What you need to do
Lines in the entries below where the word "models" shows up should each be copied.
┌─ Provided information
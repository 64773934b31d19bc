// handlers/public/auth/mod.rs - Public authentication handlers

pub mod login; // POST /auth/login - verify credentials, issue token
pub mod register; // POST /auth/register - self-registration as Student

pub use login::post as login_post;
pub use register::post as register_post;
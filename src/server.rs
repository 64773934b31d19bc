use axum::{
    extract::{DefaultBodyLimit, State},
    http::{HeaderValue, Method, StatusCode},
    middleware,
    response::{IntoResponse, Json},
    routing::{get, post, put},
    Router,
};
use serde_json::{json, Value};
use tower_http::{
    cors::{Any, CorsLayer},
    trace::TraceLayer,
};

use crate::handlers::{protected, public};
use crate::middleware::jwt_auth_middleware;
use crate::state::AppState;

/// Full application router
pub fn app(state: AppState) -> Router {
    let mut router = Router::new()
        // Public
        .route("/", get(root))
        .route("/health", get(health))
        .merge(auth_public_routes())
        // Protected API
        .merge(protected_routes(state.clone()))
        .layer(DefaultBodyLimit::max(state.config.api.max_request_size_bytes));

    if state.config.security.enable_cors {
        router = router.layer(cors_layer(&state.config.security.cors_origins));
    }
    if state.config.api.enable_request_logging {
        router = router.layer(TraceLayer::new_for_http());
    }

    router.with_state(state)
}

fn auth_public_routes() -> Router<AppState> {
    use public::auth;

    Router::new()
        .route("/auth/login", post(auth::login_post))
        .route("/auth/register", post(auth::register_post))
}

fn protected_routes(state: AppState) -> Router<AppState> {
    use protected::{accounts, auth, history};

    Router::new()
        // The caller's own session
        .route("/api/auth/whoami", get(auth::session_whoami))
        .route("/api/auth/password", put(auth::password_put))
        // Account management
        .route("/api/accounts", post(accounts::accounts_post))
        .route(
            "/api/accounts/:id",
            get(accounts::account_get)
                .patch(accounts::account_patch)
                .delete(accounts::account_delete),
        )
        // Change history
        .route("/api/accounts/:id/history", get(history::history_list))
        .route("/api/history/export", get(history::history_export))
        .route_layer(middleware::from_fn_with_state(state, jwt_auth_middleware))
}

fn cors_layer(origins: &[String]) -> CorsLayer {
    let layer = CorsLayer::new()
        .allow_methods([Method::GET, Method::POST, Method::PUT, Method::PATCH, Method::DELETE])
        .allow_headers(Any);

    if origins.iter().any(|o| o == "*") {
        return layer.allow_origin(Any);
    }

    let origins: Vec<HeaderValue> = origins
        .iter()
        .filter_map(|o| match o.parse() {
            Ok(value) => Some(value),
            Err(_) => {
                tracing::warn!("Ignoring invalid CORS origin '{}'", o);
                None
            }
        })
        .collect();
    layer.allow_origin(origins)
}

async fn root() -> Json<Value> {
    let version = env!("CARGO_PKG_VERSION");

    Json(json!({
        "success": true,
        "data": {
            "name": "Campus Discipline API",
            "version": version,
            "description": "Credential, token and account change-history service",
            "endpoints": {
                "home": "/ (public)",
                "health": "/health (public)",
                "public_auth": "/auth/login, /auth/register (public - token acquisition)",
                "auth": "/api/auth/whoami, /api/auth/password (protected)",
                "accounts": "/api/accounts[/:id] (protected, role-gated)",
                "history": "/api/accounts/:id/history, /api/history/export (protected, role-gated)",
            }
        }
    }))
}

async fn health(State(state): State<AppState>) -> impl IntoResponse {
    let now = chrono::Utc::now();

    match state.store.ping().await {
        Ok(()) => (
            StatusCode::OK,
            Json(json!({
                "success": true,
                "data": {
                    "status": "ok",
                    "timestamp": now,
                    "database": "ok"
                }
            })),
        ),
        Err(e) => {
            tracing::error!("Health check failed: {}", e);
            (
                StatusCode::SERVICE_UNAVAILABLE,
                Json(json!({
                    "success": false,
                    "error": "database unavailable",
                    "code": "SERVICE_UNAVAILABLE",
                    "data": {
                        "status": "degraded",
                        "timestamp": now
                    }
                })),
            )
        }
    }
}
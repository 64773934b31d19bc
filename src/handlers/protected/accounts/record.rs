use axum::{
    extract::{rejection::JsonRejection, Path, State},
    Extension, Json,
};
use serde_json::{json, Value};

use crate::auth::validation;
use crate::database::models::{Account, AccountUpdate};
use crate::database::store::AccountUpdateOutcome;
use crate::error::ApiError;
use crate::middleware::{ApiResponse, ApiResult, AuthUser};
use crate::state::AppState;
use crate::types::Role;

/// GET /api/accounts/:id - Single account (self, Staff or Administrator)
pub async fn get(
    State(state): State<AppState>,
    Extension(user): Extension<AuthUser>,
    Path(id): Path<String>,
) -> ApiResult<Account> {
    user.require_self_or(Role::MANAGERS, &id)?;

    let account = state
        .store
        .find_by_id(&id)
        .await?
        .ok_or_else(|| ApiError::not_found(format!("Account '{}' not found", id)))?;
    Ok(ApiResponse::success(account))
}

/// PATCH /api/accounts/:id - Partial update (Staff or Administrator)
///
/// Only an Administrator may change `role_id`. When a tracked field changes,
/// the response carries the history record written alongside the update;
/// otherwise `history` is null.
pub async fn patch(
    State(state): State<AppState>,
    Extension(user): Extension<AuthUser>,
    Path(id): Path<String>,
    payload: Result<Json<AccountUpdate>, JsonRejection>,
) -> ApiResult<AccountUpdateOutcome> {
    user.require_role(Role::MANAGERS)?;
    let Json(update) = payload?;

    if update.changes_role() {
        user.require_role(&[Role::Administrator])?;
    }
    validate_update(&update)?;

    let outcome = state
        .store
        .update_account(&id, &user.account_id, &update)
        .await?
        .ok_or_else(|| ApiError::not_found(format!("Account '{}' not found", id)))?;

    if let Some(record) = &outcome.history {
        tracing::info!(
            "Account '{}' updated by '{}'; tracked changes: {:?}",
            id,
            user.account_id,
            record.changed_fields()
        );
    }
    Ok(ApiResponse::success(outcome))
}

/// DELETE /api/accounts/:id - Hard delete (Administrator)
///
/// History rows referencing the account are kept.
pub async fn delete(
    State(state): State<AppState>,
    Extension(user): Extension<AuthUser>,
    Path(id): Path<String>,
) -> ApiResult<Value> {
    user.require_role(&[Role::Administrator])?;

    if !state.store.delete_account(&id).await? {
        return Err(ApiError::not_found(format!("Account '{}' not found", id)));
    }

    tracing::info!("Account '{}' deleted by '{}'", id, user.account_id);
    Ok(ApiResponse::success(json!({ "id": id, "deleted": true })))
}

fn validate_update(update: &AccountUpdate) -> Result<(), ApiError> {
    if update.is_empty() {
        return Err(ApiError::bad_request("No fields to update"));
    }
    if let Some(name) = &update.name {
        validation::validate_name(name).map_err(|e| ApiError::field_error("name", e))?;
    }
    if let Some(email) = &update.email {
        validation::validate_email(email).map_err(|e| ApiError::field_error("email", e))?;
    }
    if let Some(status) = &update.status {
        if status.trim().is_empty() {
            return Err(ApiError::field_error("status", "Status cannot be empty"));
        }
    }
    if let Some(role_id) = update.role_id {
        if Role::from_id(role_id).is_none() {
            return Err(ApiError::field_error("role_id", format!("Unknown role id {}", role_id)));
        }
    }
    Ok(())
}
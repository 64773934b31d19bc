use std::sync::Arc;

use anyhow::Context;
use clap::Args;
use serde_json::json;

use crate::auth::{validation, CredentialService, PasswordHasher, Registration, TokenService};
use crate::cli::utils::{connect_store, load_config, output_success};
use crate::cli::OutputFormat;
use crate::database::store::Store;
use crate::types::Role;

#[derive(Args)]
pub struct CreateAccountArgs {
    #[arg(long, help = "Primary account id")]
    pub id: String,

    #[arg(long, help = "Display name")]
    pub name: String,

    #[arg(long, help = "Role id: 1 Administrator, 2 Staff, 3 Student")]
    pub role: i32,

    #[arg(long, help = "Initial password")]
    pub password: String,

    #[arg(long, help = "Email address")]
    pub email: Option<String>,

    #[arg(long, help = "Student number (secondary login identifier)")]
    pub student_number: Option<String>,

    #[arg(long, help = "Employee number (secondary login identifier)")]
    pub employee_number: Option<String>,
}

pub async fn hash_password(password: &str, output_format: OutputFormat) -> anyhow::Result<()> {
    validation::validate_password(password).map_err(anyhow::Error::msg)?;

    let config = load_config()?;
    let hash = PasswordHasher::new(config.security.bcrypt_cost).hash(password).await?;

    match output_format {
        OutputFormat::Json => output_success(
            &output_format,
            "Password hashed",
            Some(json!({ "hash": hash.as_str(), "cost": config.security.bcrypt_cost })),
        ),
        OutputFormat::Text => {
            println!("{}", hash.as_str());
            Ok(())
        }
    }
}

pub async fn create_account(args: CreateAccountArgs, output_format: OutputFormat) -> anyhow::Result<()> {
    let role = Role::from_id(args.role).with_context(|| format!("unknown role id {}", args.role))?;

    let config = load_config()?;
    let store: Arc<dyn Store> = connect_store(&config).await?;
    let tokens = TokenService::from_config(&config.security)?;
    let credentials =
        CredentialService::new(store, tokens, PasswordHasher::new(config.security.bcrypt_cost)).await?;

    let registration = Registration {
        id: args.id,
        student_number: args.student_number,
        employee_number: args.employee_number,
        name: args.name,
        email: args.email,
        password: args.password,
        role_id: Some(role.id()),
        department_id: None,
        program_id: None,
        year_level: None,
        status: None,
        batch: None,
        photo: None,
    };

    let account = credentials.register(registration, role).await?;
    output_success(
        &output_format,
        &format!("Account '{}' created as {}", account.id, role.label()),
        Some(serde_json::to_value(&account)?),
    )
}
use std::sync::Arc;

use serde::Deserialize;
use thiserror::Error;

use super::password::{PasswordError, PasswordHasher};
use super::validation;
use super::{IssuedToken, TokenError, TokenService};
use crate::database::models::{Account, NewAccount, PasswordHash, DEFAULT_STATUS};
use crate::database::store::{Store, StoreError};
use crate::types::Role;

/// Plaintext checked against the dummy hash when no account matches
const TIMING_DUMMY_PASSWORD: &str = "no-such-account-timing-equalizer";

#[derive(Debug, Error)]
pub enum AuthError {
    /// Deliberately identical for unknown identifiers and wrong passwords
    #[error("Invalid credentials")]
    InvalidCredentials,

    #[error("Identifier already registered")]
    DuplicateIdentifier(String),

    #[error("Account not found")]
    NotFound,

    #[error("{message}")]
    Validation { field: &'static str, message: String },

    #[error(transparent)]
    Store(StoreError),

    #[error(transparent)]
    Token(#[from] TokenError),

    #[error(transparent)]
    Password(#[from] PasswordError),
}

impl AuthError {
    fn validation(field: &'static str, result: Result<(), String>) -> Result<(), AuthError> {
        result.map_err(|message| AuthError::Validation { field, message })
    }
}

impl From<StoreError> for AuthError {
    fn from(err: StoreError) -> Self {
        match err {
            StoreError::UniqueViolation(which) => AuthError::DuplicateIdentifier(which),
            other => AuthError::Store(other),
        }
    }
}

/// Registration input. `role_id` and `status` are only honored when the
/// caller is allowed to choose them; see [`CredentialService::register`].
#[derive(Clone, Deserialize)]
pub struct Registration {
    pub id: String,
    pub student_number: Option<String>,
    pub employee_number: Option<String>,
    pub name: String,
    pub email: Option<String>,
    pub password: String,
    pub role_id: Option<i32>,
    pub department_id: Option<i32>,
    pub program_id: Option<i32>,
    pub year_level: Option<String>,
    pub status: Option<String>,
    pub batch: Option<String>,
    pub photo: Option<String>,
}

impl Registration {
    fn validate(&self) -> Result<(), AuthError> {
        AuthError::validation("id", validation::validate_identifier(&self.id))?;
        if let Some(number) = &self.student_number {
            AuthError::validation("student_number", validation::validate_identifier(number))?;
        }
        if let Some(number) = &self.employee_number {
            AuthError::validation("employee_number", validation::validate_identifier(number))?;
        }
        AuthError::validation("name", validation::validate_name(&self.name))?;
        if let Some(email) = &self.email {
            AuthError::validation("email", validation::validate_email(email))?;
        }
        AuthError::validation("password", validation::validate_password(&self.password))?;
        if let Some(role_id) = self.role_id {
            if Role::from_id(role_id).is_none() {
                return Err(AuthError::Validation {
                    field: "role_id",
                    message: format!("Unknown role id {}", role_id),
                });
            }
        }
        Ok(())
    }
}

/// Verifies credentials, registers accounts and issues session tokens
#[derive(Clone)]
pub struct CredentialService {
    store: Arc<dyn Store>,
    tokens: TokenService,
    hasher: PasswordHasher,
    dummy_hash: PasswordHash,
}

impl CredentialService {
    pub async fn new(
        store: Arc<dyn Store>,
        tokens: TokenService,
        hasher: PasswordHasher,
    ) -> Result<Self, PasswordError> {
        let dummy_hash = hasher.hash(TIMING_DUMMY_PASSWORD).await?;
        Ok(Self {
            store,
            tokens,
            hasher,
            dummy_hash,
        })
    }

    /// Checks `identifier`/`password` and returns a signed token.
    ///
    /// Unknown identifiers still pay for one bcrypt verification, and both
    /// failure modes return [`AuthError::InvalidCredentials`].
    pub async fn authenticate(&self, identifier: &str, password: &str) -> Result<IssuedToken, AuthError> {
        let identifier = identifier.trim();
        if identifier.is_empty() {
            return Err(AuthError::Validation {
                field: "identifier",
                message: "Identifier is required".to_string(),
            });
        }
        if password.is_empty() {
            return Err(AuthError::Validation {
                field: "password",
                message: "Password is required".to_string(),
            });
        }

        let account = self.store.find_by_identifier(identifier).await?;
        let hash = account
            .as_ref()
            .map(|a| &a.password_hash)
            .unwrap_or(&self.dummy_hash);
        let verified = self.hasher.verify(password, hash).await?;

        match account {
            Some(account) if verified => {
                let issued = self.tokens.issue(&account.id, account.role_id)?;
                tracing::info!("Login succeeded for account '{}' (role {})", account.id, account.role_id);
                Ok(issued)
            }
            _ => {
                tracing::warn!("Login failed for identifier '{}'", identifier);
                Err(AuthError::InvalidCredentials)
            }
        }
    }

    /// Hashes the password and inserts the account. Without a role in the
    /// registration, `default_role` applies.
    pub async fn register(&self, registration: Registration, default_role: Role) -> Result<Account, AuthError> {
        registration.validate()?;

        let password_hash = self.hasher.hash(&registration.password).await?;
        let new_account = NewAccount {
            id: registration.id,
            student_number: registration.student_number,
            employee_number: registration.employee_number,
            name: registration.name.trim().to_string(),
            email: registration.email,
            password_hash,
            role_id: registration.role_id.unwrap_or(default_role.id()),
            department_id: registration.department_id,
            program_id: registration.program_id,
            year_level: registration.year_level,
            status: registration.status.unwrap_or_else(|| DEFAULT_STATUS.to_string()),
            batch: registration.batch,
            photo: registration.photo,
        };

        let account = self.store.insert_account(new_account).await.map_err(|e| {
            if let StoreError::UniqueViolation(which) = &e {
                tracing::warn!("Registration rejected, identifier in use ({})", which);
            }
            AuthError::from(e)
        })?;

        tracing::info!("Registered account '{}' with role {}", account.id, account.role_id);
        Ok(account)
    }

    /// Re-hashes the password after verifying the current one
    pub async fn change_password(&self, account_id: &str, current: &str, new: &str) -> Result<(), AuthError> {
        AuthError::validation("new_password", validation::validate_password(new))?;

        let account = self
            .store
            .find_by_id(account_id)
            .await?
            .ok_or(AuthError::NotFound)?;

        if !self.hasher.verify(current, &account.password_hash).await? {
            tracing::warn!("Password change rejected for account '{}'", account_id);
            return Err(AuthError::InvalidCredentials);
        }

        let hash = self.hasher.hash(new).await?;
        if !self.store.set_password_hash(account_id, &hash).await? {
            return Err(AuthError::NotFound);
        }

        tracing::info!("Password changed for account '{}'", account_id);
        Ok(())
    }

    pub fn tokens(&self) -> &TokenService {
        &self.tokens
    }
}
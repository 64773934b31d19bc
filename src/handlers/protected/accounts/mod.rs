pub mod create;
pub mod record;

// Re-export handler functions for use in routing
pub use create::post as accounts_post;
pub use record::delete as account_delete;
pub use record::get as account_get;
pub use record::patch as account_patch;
└─
Expected output
use crate::database::models::{Account, AccountUpdate};
use crate::database::models::{Account, NewAccount, PasswordHash, DEFAULT_STATUS};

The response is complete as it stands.